» Instructions to follow
Return every line from the records below with the string "HorizontalBar".

» Exercise material

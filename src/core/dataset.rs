use indexmap::IndexMap;
use serde::{Deserialize, Serialize};

/// Series observations keyed by series name, in caller insertion order.
///
/// Dataset order in the assembled config follows map insertion order, so the
/// legend reads the way the caller built the map.
pub type SeriesMap = IndexMap<String, Vec<DataValue>>;

/// Color strings keyed by series name.
///
/// Color values are opaque to this crate; a key missing from the map yields a
/// `null` color in the config, passed through uninterpreted.
pub type ColorMap = IndexMap<String, String>;

/// One observation in a series: a plain number or a time-paired point
/// (`x` in epoch milliseconds).
#[derive(Debug, Clone, Copy, PartialEq, Serialize, Deserialize)]
#[serde(untagged)]
pub enum DataValue {
    Number(f64),
    TimePoint { x: f64, y: f64 },
}

impl DataValue {
    #[must_use]
    pub fn number(value: f64) -> Self {
        Self::Number(value)
    }

    #[must_use]
    pub fn time_point(x_ms: f64, y: f64) -> Self {
        Self::TimePoint { x: x_ms, y }
    }
}

impl From<f64> for DataValue {
    fn from(value: f64) -> Self {
        Self::Number(value)
    }
}

/// Color slot of a dataset.
///
/// Line and bar datasets carry a single (possibly missing) color; gauge
/// datasets carry a value/complement pair.
#[derive(Debug, Clone, PartialEq, Serialize, Deserialize)]
#[serde(untagged)]
pub enum ColorValue {
    Single(Option<String>),
    Pair([Option<String>; 2]),
}

/// One dataset entry handed to the charting library.
#[derive(Debug, Clone, PartialEq, Serialize, Deserialize)]
#[serde(rename_all = "camelCase")]
pub struct Dataset {
    pub label: String,
    pub data: Vec<DataValue>,
    pub border_color: ColorValue,
    pub background_color: ColorValue,
    #[serde(default, skip_serializing_if = "Option::is_none")]
    pub fill: Option<bool>,
    #[serde(default, skip_serializing_if = "Option::is_none")]
    pub line_tension: Option<f64>,
}

impl Dataset {
    /// Line dataset: shared border/background color, fill flag and tension.
    #[must_use]
    pub fn line(
        label: String,
        data: Vec<DataValue>,
        color: Option<String>,
        fill: bool,
        line_tension: f64,
    ) -> Self {
        Self {
            label,
            data,
            border_color: ColorValue::Single(color.clone()),
            background_color: ColorValue::Single(color),
            fill: Some(fill),
            line_tension: Some(line_tension),
        }
    }

    /// Bar dataset: shared border/background color, nothing else.
    #[must_use]
    pub fn bar(label: String, data: Vec<DataValue>, color: Option<String>) -> Self {
        Self {
            label,
            data,
            border_color: ColorValue::Single(color.clone()),
            background_color: ColorValue::Single(color),
            fill: None,
            line_tension: None,
        }
    }

    /// Gauge dataset: a value slice and its complement to 100, with paired
    /// enabled/disabled colors.
    #[must_use]
    pub fn gauge(
        label: String,
        value: f64,
        color: Option<String>,
        disabled_color: Option<String>,
    ) -> Self {
        let colors = [color, disabled_color];
        Self {
            label,
            data: vec![DataValue::Number(value), DataValue::Number(100.0 - value)],
            border_color: ColorValue::Pair(colors.clone()),
            background_color: ColorValue::Pair(colors),
            fill: None,
            line_tension: None,
        }
    }
}
use std::fmt;

use serde::{Deserialize, Deserializer, Serialize, Serializer};

/// Chart kind as understood by the downstream charting library.
///
/// `Custom` carries an arbitrary type string through untouched; whether the
/// library accepts it is decided at chart construction time, not here.
#[derive(Debug, Clone, PartialEq, Eq)]
pub enum ChartKind {
    Line,
    Bar,
    HorizontalBar,
    Doughnut,
    Custom(String),
}

impl ChartKind {
    #[must_use]
    pub fn as_str(&self) -> &str {
        match self {
            Self::Line => "line",
            Self::Bar => "bar",
            Self::HorizontalBar => "horizontalBar",
            Self::Doughnut => "doughnut",
            Self::Custom(kind) => kind,
        }
    }
}

impl From<&str> for ChartKind {
    fn from(raw: &str) -> Self {
        match raw {
            "line" => Self::Line,
            "bar" => Self::Bar,
            "horizontalBar" => Self::HorizontalBar,
            "doughnut" => Self::Doughnut,
            other => Self::Custom(other.to_owned()),
        }
    }
}

impl fmt::Display for ChartKind {
    fn fmt(&self, f: &mut fmt::Formatter<'_>) -> fmt::Result {
        f.write_str(self.as_str())
    }
}

impl Serialize for ChartKind {
    fn serialize<S: Serializer>(&self, serializer: S) -> Result<S::Ok, S::Error> {
        serializer.serialize_str(self.as_str())
    }
}

impl<'de> Deserialize<'de> for ChartKind {
    fn deserialize<D: Deserializer<'de>>(deserializer: D) -> Result<Self, D::Error> {
        let raw = String::deserialize(deserializer)?;
        Ok(Self::from(raw.as_str()))
    }
}
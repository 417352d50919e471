use chart_engine::core::{AxisType, ChartKind, DataValue};
use chart_engine::render::NullBackend;
use chart_engine::{ChartRenderer, TimeSeriesChart};
use indexmap::indexmap;

fn sample_chart() -> TimeSeriesChart {
    let series = indexmap! {
        "load".to_owned() => vec![
            DataValue::time_point(1_700_000_000_000.0, 0.4),
            DataValue::time_point(1_700_000_060_000.0, 0.7),
        ],
    };
    let colors = indexmap! {
        "load".to_owned() => "#336699".to_owned(),
    };
    TimeSeriesChart::new(series, colors)
}

#[test]
fn x_axis_is_always_a_time_scale() {
    let config = sample_chart().to_config();
    assert_eq!(config.kind, ChartKind::Line);
    assert_eq!(
        config.options.scales.x_axes[0].axis_type,
        Some(AxisType::Time)
    );
    assert!(config.options.scales.x_axes[0].time.is_some());
}

#[test]
fn labels_are_never_attached() {
    let config = sample_chart().with_title("CPU load").to_config();
    assert_eq!(config.data.labels, None);
}

#[test]
fn axis_display_formats_omit_datetime() {
    let config = sample_chart().to_config();
    let time = config.options.scales.x_axes[0]
        .time
        .as_ref()
        .expect("time options");
    assert_eq!(time.display_formats.datetime, None);
    assert_eq!(time.display_formats.minute, "h:mm a");
    assert_eq!(time.display_formats.quarter, "[Q]Q YYYY");
}

#[test]
fn time_points_survive_dataset_assembly() {
    let config = sample_chart().to_config();
    assert_eq!(
        config.data.datasets[0].data[0],
        DataValue::time_point(1_700_000_000_000.0, 0.4)
    );
}

#[test]
fn straight_lines_flag_matches_line_chart_behavior() {
    let config = sample_chart().with_straight_lines(true).to_config();
    assert_eq!(config.data.datasets[0].line_tension, Some(0.0));
}

#[test]
fn renderer_records_time_series_config() {
    let mut renderer = ChartRenderer::new(NullBackend::default());
    let chart = sample_chart();
    let handle = renderer.render_time_series(&chart).expect("render");
    assert_eq!(handle.raw(), 1);
    assert_eq!(renderer.backend().created[0], chart.to_config());
}
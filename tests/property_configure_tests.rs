use chart_engine::api::DEFAULT_LINE_TENSION;
use chart_engine::core::{ChartKind, DataValue, GridLineOptions};
use chart_engine::{ConfigureToggles, GaugeChart, LineChart, configure};
use indexmap::indexmap;
use proptest::prelude::*;

proptest! {
    #[test]
    fn legend_toggle_always_passes_through(show in any::<bool>()) {
        let config = configure(
            ChartKind::Line,
            None,
            None,
            None,
            None,
            Vec::new(),
            ConfigureToggles::default().with_show_legend(show),
        );
        prop_assert_eq!(config.options.legend.display, Some(show));
    }

    #[test]
    fn grid_toggle_always_hits_both_axes(show in any::<bool>()) {
        let config = configure(
            ChartKind::Bar,
            None,
            None,
            None,
            None,
            Vec::new(),
            ConfigureToggles::default().with_show_grid_lines(show),
        );
        let expected = Some(GridLineOptions { display: show });
        prop_assert_eq!(config.options.scales.x_axes[0].grid_lines, expected);
        prop_assert_eq!(config.options.scales.y_axes[0].grid_lines, expected);
    }

    #[test]
    fn title_display_tracks_presence(title in proptest::option::of("[a-zA-Z ]{1,24}")) {
        let config = configure(
            ChartKind::Line,
            title.as_deref(),
            None,
            None,
            None,
            Vec::new(),
            ConfigureToggles::default(),
        );
        prop_assert_eq!(config.options.title.display, title.is_some());
        prop_assert_eq!(config.options.title.text, title);
    }

    #[test]
    fn line_tension_follows_straightness(straight in any::<bool>(), y in -1e6f64..1e6) {
        let series = indexmap! { "s".to_owned() => vec![DataValue::number(y)] };
        let config = LineChart::new(series, indexmap! {})
            .with_straight_lines(straight)
            .to_config();
        let expected = if straight { 0.0 } else { DEFAULT_LINE_TENSION };
        prop_assert_eq!(config.data.datasets[0].line_tension, Some(expected));
    }

    #[test]
    fn gauge_slices_always_sum_to_hundred(value in 0.0f64..=100.0) {
        let series = indexmap! { "g".to_owned() => value };
        let config = GaugeChart::new(series, indexmap! {}, indexmap! {}).to_config();
        let data = &config.data.datasets[0].data;
        prop_assert_eq!(data.len(), 2);
        match (data[0], data[1]) {
            (DataValue::Number(a), DataValue::Number(b)) => {
                prop_assert_eq!(a, value);
                prop_assert!((a + b - 100.0).abs() < 1e-9);
            }
            _ => prop_assert!(false, "gauge data must be plain numbers"),
        }
    }
}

» Reply
    HorizontalBar,
            Self::HorizontalBar => "horizontalBar",
            "horizontalBar" => Self::HorizontalBar,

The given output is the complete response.